→ YOUR INSTRUCTIONS
The word to look for is "shutdown". Report every line of the entries below that has it.

──────── EXERCISE DATA

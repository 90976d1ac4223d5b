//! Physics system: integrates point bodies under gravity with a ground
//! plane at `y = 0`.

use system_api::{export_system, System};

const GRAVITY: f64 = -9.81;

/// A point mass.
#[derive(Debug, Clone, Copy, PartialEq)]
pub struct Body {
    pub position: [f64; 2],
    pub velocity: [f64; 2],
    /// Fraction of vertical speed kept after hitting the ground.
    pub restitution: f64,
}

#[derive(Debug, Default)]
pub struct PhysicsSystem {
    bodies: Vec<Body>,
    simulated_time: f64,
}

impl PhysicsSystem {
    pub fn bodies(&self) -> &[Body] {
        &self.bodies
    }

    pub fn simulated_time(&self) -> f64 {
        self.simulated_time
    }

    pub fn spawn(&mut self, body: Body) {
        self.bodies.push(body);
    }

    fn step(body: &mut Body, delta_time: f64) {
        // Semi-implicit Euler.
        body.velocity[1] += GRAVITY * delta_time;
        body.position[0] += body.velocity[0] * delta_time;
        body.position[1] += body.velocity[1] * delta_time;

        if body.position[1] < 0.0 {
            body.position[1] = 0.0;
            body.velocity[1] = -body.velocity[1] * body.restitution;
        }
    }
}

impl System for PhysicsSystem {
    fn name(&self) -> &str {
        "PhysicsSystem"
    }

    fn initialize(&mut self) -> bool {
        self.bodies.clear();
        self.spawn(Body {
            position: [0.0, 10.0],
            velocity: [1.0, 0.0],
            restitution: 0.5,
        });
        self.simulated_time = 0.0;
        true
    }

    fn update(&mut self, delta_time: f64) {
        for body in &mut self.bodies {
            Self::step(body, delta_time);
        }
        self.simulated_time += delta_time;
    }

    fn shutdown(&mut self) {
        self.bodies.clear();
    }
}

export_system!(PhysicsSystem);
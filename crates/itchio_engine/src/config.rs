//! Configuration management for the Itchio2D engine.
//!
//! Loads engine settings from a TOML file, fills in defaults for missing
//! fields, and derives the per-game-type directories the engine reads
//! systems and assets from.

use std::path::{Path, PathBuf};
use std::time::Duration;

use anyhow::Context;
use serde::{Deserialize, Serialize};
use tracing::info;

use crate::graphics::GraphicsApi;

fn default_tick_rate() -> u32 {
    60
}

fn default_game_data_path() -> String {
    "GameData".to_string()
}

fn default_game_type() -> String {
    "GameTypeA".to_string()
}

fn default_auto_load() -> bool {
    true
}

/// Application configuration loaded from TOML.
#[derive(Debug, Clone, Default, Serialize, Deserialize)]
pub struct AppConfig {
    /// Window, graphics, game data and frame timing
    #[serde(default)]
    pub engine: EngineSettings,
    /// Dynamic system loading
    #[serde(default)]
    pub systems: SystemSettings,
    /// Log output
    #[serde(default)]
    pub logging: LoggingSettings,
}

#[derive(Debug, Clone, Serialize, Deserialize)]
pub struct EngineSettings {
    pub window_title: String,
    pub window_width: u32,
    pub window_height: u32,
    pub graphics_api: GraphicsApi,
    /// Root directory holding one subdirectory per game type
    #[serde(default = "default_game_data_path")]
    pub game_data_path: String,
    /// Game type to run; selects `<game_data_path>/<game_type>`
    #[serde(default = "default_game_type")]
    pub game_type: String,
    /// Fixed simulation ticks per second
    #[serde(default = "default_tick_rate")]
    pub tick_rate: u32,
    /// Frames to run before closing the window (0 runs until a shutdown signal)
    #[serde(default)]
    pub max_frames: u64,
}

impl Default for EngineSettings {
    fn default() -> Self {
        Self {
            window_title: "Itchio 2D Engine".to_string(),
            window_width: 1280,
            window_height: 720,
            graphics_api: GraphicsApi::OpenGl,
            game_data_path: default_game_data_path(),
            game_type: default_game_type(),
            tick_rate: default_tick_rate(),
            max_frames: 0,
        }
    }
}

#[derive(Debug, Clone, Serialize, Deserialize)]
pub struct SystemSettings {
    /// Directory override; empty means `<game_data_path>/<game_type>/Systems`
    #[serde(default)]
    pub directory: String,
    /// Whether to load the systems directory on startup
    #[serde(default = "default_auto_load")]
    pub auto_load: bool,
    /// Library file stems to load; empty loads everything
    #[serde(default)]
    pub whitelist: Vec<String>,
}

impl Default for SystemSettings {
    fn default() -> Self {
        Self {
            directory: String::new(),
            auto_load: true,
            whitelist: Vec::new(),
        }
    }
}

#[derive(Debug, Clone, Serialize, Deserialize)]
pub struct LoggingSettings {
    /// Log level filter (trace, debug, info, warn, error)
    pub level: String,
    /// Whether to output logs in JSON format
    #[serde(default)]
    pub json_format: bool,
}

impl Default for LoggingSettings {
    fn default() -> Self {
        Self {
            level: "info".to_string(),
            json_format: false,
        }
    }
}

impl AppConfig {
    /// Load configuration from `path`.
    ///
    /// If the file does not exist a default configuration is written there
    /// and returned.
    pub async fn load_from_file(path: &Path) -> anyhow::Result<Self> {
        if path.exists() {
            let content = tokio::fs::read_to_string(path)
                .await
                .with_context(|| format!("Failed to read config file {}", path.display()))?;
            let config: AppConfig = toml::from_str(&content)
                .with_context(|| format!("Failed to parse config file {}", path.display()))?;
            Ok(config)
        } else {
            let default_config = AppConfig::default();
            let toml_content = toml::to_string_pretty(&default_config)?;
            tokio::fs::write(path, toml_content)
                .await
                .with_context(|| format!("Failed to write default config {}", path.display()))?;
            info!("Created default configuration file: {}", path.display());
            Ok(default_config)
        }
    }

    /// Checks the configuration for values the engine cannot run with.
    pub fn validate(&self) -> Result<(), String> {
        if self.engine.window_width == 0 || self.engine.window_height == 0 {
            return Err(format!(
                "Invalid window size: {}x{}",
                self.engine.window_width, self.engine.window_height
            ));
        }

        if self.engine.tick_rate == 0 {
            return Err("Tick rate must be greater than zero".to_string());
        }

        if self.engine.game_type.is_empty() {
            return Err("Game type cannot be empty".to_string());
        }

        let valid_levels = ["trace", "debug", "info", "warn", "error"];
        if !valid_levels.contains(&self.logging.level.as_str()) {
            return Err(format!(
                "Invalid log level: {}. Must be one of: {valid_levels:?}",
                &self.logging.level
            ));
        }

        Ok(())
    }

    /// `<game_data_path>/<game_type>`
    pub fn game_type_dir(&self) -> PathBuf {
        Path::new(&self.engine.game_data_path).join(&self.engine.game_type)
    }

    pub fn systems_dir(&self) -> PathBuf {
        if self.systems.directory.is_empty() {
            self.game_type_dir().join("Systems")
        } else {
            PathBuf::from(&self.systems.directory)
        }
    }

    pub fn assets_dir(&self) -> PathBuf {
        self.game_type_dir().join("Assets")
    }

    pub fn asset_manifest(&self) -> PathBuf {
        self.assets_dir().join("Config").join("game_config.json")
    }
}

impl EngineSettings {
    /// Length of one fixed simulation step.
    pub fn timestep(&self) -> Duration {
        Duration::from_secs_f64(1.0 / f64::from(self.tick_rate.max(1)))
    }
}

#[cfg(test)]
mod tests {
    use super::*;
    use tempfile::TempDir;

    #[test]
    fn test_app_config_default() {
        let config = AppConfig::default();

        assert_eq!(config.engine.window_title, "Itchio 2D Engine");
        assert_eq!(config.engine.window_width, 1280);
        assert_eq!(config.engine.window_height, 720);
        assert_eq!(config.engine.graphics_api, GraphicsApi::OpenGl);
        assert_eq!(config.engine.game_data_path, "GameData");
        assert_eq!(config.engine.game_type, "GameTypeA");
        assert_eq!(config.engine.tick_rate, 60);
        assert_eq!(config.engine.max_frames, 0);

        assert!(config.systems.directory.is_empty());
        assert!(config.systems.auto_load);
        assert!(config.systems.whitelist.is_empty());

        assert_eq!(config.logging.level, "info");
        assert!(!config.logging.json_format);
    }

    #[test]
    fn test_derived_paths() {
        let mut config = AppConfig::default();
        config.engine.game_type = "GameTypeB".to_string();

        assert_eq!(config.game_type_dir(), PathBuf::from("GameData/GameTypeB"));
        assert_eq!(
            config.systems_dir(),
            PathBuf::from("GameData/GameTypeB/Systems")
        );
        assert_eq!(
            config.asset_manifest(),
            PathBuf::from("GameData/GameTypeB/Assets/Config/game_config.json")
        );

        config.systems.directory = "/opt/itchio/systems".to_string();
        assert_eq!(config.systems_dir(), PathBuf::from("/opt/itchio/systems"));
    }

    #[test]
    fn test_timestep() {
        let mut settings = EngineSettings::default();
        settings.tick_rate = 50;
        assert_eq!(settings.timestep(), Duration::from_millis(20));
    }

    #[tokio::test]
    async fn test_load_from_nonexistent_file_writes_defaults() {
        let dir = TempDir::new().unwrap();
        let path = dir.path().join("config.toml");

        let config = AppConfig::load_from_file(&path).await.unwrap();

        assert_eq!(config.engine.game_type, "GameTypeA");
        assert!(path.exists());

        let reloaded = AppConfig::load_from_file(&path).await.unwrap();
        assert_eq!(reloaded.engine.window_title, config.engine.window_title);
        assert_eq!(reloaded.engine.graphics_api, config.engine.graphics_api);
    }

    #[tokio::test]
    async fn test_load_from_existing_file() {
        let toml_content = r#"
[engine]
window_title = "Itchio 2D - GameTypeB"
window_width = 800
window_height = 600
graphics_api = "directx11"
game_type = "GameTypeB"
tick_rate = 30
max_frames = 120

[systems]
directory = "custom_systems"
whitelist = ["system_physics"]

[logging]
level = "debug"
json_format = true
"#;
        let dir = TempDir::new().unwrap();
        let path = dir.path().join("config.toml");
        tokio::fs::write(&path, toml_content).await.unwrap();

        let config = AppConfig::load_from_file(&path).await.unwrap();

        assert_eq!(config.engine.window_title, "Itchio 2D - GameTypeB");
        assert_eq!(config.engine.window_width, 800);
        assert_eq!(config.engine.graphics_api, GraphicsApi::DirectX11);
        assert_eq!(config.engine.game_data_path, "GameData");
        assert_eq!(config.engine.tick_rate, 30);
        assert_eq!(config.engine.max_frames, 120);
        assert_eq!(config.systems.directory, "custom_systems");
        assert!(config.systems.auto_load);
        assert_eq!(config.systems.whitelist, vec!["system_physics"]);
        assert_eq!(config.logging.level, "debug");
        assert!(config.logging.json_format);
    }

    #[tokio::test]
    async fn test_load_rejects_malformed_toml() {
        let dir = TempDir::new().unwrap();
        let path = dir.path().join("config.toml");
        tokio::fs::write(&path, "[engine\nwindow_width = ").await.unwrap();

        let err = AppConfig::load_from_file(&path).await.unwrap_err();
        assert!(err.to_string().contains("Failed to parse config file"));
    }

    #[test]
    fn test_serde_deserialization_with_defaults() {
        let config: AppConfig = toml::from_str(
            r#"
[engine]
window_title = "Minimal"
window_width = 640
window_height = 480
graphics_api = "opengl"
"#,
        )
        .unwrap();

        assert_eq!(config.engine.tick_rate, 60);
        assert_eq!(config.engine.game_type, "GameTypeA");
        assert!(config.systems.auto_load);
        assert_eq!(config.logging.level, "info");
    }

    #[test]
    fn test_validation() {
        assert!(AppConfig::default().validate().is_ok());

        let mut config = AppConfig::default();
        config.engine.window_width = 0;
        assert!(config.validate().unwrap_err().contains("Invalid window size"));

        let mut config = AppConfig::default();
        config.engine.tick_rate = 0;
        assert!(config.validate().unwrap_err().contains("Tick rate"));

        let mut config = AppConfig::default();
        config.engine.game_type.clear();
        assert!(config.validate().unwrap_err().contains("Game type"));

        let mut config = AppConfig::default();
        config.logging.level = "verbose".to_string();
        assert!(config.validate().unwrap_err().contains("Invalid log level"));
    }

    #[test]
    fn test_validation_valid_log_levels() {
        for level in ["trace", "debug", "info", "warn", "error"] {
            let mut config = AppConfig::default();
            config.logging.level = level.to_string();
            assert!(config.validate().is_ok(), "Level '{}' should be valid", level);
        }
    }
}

────────────────

→ ANSWER TO THE EXERCISE
    fn shutdown(&mut self) {
    /// Frames to run before closing the window (0 runs until a shutdown signal)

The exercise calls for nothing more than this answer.